6th Rocky Mountain NASA Space Grant Consortium Symposium
Over the last decade, high-powered spacecraft have been designed that will operate at voltages greater than 100 V. At these voltages, the solar arrays can undergo both destructive arcing at negative biases, and plasma electron current collection at positive biases. Furthermore, above some critical positive bias voltage (~100 V), the electron current collected by the array interconnects increases dramatically through a phenomenon termed Asnapover@. During snapover, large portions of the solar array cover glass charge positively, and begin to draw electron current from the plasma as if it were a conducting surface. This leads to substantial power losses for the spacecraft. We describe the results of an experimental investigation aimed at examining the importance of conducting material, insulating material, size and shape of the conductor, sample history, biasing rate, plasma density, and condition of the dielectric surface (contamination and smoothness) to the onset potential and magnitude of the parasitic snapover current. Theoretical investigations and computer simulations have proposed that the fundamental physical process underlying snapover is secondary electron emission from the dielectric. Our attempts to confirm the importance of secondary electron emission in the mechanism responsible for snapover were not conclusive, but in general did not support previous simple interpretations of the SE model.
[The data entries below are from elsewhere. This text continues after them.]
impl FromStr for ForecastSpec {
    type Err = ForecastError;

    /// Parses `(p,d,q)` or `(p,d,q)x(P,D,Q,s)`; whitespace is ignored.
    fn from_str(s: &str) -> Result<Self> {
        let compact: String = s.chars().filter(|c| !c.is_whitespace()).collect();
        let invalid = |reason: &str| ForecastError::invalid_parameter("spec", s, reason);

        let mut parts = compact.split(['x', 'X']);
        let order = parts
            .next()
            .map(parse_tuple)
            .transpose()?
            .ok_or_else(|| invalid("missing (p,d,q)"))?;
        let seasonal = parts.next().map(parse_tuple).transpose()?;
        if parts.next().is_some() {
            return Err(invalid("expected at most two groups"));
        }

        let spec = match (order.as_slice(), seasonal.as_deref()) {
            ([p, d, q], None) => ForecastSpec::non_seasonal(*p, *d, *q),
            ([p, d, q], Some([sp, sd, sq, ss])) => {
                ForecastSpec::new((*p, *d, *q), (*sp, *sd, *sq, *ss))
            }
            ([_, _, _], Some(_)) => return Err(invalid("seasonal group needs four values")),
            _ => return Err(invalid("order group needs three values")),
        };
        spec.validate()?;
        Ok(spec)
    }
}

fn parse_tuple(group: &str) -> Result<Vec<usize>> {
    let inner = group
        .strip_prefix('(')
        .and_then(|g| g.strip_suffix(')'))
        .ok_or_else(|| {
            ForecastError::invalid_parameter("spec", group, "groups must be parenthesized")
        })?;
    inner
        .split(',')
        .map(|v| {
            v.parse::<usize>().map_err(|_| {
                ForecastError::invalid_parameter("spec", group, "orders must be non-negative integers")
            })
        })
        .collect()
}

/// Point forecasts with their prediction bounds.
#[derive(Debug, Clone, PartialEq, Default)]
pub struct ForecastPath {
    pub point: Vec<f64>,
    pub lower: Vec<f64>,
    pub upper: Vec<f64>,
}

/// A fitted regression-with-SARIMA-errors model.
#[derive(Debug, Clone)]
pub struct SarimaFit {
    spec: ForecastSpec,
    model: SARIMA,
    regressors: Vec<String>,
    sigma2: f64,
    n_effective: usize,
}
//! Core library for monthly commodity price forecasting.
//!
//! Daily market prices are reduced to monthly means, optionally joined with
//! weather and soil covariates, and forecast with a seasonal ARIMA model
//! (with regression errors when covariates are present).

pub mod aggregate;
pub mod calendar;
pub mod clamp;
pub mod covariates;
pub mod error;
pub mod exog;
pub mod forecast;
pub mod horizon;
pub mod imputation;
#[cfg(feature = "http")]
pub mod open_meteo;
pub mod pipeline;
#[cfg(feature = "http")]
pub mod power;
pub mod records;
pub mod sarima;

// Re-exports for convenience
pub use aggregate::{aggregate, aggregate_with, MonthlyPoint, MonthlySeries};
pub use clamp::{clamp, PriceBounds};
pub use covariates::{find_market, market_catalog, CovariateSource, MarketLocation, COVARIATE_COLUMNS};
pub use error::{ForecastError, Result};
pub use exog::{
    align_future, align_training, pad_future, resample_monthly, CovariateRow, CovariateTable,
    ExogFrame, ExogRow,
};
pub use forecast::{
    fit_and_forecast, ExogenousData, FitOptions, ForecastEngine, ForecastPoint, ForecastResult,
};
pub use horizon::{future_month_ends, resolve};
#[cfg(feature = "http")]
pub use open_meteo::{OpenMeteoClient, OpenMeteoConfig};
pub use pipeline::{
    CovariatePolicy, CovariateUsage, ForecastPipeline, ForecastReport, ForecastRequest,
    PipelineConfig,
};
#[cfg(feature = "http")]
pub use power::{PowerClient, PowerConfig};
pub use records::{distinct_commodities, distinct_markets, KeyMatch, PriceRecord};
pub use sarima::{ArimaOrder, ForecastPath, ForecastSpec, SarimaFit, SeasonalOrder};
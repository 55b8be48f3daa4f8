//! NASA POWER daily point client.
//!
//! See <https://power.larc.nasa.gov/docs/services/api/temporal/daily/>.

use crate::covariates::{CovariateSource, MarketLocation, COVARIATE_COLUMNS};
use crate::error::{ForecastError, Result};
use crate::exog::{CovariateRow, CovariateTable};
use chrono::NaiveDate;
use serde_json::Value;
use std::collections::BTreeSet;
use std::time::Duration;
use tracing::{debug, warn};

/// Value POWER uses for cells it has no data for.
pub const POWER_FILL_VALUE: f64 = -999.0;

/// NASA POWER request settings.
#[derive(Debug, Clone)]
pub struct PowerConfig {
    pub base_url: String,
    /// Requested parameters; each becomes a column of the same name.
    pub parameters: Vec<String>,
    pub community: String,
    pub timeout: Duration,
}

impl Default for PowerConfig {
    fn default() -> Self {
        Self {
            base_url: "https://power.larc.nasa.gov/api/temporal/daily/point".to_string(),
            parameters: COVARIATE_COLUMNS.iter().map(|c| c.to_string()).collect(),
            community: "AG".to_string(),
            timeout: Duration::from_secs(30),
        }
    }
}

impl PowerConfig {
    pub fn with_base_url(mut self, url: impl Into<String>) -> Self {
        self.base_url = url.into();
        self
    }

    pub fn with_parameters(mut self, parameters: Vec<String>) -> Self {
        self.parameters = parameters;
        self
    }

    pub fn with_timeout(mut self, timeout: Duration) -> Self {
        self.timeout = timeout;
        self
    }
}

/// Blocking client for the POWER daily point endpoint.
pub struct PowerClient {
    config: PowerConfig,
    agent: ureq::Agent,
}

impl Default for PowerClient {
    fn default() -> Self {
        Self::new(PowerConfig::default())
    }
}

impl PowerClient {
    pub fn new(config: PowerConfig) -> Self {
        let agent = ureq::AgentBuilder::new().timeout(config.timeout).build();
        Self { config, agent }
    }

    pub fn config(&self) -> &PowerConfig {
        &self.config
    }
}

impl CovariateSource for PowerClient {
    fn fetch(
        &self,
        location: &MarketLocation,
        start: NaiveDate,
        end: NaiveDate,
    ) -> Result<CovariateTable> {
        debug!(
            market = %location.name,
            %start,
            %end,
            "requesting NASA POWER daily data"
        );
        let response = self
            .agent
            .get(&self.config.base_url)
            .query("parameters", &self.config.parameters.join(","))
            .query("community", &self.config.community)
            .query("longitude", &location.longitude.to_string())
            .query("latitude", &location.latitude.to_string())
            .query("start", &start.format("%Y%m%d").to_string())
            .query("end", &end.format("%Y%m%d").to_string())
            .query("format", "JSON")
            .call();

        let body: Value = match response {
            Ok(resp) => resp.into_json().map_err(|e| {
                ForecastError::CovariateFetchFailure(format!(
                    "NASA POWER response is not valid JSON: {}",
                    e
                ))
            })?,
            Err(ureq::Error::Status(code, _)) => {
                warn!(code, market = %location.name, "NASA POWER request rejected");
                return Err(ForecastError::CovariateFetchFailure(format!(
                    "NASA POWER returned HTTP {}",
                    code
                )));
            }
            Err(e) => {
                warn!(error = %e, market = %location.name, "NASA POWER request failed");
                return Err(ForecastError::CovariateFetchFailure(format!(
                    "NASA POWER request failed: {}",
                    e
                )));
            }
        };

        parse_power_response(&body, &self.config.parameters)
    }
}

/// Turn a POWER JSON body into a daily covariate table.
///
/// Expects `properties.parameter.<NAME>.<YYYYMMDD>` numbers; cells that are
/// absent, null or equal to the header's fill value become missing.
pub fn parse_power_response(body: &Value, parameters: &[String]) -> Result<CovariateTable> {
    let fill_value = body
        .pointer("/header/fill_value")
        .and_then(Value::as_f64)
        .unwrap_or(POWER_FILL_VALUE);
    let by_parameter = body
        .pointer("/properties/parameter")
        .and_then(Value::as_object)
        .ok_or_else(|| {
            ForecastError::CovariateFetchFailure(
                "NASA POWER response has no properties.parameter object".to_string(),
            )
        })?;

    let mut series = Vec::with_capacity(parameters.len());
    for name in parameters {
        let daily = by_parameter
            .get(name)
            .and_then(Value::as_object)
            .ok_or_else(|| {
                ForecastError::CovariateFetchFailure(format!(
                    "parameter '{}' missing from NASA POWER response",
                    name
                ))
            })?;
        series.push(daily);
    }

    let mut dates = BTreeSet::new();
    for daily in &series {
        for key in daily.keys() {
            let date = NaiveDate::parse_from_str(key, "%Y%m%d").map_err(|_| {
                ForecastError::CovariateFetchFailure(format!(
                    "unexpected date key '{}' in NASA POWER response",
                    key
                ))
            })?;
            dates.insert((date, key.as_str()));
        }
    }

    let rows = dates
        .into_iter()
        .map(|(date, key)| CovariateRow {
            date,
            values: series
                .iter()
                .map(|daily| {
                    daily
                        .get(key)
                        .and_then(Value::as_f64)
                        .filter(|v| (v - fill_value).abs() > f64::EPSILON)
                })
                .collect(),
        })
        .collect();

    CovariateTable::new(parameters.to_vec(), rows)
}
In addition, we observed much larger current jumps at biases from 350 V to 1000 V attributed to gas discharges. Both surface roughening and surface coatings were found to substantially inhibit snapover and gas discharge.
Clint Thomson and JR Dennison, “Snapover: Anomalous Plasma Current Collection by Positively Biased Conductors when Surrounded by a Dielectric,” 6th Rocky Mountain NASA Space Grant Consortium Symposium, Salt Lake UT, May 2000.